• Dataset content:
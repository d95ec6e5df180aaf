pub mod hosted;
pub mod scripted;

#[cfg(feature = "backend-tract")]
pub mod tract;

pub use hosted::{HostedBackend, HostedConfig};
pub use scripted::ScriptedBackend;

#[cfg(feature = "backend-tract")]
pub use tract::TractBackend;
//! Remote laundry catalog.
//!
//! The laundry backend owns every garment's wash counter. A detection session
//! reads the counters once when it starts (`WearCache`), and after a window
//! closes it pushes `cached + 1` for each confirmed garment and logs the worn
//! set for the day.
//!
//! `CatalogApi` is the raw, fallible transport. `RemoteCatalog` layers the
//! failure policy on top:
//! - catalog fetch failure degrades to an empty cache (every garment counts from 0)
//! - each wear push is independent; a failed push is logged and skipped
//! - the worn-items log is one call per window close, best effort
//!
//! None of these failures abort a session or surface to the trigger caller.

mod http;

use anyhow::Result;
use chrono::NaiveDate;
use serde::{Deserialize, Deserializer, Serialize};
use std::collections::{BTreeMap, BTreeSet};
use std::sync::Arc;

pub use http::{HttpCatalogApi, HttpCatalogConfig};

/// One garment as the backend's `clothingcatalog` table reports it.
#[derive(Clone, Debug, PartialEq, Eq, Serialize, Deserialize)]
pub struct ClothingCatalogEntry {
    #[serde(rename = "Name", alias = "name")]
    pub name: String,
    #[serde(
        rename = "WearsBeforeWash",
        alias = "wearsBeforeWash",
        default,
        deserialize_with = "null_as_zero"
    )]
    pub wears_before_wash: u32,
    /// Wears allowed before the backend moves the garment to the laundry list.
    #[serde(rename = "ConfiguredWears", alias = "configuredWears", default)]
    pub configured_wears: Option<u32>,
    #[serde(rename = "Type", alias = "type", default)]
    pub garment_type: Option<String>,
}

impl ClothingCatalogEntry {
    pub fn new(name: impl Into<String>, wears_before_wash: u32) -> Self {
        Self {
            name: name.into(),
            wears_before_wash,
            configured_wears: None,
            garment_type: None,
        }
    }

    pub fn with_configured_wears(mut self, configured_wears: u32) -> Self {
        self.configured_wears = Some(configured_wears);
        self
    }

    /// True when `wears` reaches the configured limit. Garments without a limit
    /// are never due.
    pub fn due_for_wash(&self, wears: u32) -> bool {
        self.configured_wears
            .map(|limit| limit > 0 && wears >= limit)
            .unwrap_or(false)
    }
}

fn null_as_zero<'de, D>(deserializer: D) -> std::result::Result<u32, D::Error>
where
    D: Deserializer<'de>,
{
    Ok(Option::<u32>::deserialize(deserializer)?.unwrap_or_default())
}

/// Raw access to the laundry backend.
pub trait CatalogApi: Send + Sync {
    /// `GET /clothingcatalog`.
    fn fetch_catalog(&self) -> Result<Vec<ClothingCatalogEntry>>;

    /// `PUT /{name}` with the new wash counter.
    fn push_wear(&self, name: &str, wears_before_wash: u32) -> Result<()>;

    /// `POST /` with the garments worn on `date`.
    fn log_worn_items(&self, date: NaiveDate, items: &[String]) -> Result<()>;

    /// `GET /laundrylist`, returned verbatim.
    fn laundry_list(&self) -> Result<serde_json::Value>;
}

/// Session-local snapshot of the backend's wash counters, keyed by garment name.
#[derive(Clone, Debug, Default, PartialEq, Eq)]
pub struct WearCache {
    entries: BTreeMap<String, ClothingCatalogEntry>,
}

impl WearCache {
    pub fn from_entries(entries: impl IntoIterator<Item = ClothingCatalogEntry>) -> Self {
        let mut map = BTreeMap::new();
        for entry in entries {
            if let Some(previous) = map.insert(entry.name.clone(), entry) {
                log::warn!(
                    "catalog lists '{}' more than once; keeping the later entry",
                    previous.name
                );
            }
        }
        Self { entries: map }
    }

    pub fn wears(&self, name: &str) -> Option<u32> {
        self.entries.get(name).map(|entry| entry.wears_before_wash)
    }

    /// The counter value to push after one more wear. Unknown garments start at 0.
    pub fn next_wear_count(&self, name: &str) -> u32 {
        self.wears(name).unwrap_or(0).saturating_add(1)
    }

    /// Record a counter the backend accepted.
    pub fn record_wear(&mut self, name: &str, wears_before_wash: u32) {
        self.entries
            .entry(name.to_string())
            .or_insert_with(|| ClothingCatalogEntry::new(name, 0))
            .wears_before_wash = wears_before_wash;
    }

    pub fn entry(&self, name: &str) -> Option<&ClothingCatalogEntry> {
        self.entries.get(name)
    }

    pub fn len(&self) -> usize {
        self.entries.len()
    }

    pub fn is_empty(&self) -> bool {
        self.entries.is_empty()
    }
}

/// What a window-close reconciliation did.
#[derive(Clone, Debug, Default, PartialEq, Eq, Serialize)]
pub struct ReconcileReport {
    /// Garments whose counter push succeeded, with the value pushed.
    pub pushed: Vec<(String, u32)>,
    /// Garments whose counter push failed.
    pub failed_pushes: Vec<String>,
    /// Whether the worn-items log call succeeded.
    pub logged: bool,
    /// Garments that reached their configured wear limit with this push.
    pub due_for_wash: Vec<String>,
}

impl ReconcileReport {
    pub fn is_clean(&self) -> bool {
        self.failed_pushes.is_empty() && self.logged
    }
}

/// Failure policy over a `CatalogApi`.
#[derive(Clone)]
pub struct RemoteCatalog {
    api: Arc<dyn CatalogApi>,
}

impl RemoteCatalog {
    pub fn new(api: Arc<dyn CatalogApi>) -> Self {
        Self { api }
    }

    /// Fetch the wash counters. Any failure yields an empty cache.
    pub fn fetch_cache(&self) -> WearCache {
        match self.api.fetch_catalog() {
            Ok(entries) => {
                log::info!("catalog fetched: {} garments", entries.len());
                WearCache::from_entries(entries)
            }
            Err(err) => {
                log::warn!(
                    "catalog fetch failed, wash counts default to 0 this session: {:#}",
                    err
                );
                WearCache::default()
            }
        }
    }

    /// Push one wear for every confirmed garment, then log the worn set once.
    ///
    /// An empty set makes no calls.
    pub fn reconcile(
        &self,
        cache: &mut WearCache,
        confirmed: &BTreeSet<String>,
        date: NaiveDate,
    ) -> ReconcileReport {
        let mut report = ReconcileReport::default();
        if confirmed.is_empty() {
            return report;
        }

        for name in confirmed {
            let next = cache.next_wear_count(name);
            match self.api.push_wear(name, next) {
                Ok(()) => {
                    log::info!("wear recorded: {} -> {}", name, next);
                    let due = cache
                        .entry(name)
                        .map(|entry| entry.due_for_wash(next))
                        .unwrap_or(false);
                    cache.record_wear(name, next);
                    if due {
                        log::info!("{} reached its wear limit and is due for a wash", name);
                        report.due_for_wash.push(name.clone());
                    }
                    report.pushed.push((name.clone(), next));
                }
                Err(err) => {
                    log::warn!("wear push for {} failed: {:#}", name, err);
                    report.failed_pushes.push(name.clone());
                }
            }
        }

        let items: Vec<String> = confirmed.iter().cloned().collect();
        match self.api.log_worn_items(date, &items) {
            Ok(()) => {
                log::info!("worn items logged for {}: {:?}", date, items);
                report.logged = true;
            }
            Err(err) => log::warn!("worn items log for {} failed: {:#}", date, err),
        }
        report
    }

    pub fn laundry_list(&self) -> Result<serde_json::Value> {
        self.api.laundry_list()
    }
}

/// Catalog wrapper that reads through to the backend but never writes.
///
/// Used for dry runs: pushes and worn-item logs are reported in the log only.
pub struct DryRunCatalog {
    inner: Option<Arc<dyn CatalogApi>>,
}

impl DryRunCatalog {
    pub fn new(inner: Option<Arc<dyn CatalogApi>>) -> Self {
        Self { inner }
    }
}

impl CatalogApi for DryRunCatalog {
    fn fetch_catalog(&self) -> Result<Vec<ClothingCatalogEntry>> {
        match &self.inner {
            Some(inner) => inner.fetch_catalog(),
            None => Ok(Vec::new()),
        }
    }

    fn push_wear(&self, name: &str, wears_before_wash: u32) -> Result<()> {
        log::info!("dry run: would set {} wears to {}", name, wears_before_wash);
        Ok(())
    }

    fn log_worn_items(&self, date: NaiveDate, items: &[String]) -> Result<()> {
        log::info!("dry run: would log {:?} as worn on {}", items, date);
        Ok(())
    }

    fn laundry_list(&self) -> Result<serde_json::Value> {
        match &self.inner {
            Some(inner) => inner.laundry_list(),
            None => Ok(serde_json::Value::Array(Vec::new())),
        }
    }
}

• What needs to be done:
Copy each line of the data that contains the word "tract", leaving the other lines out.

• Task result:
#[cfg(feature = "backend-tract")]
pub mod tract;
#[cfg(feature = "backend-tract")]
pub use tract::TractBackend;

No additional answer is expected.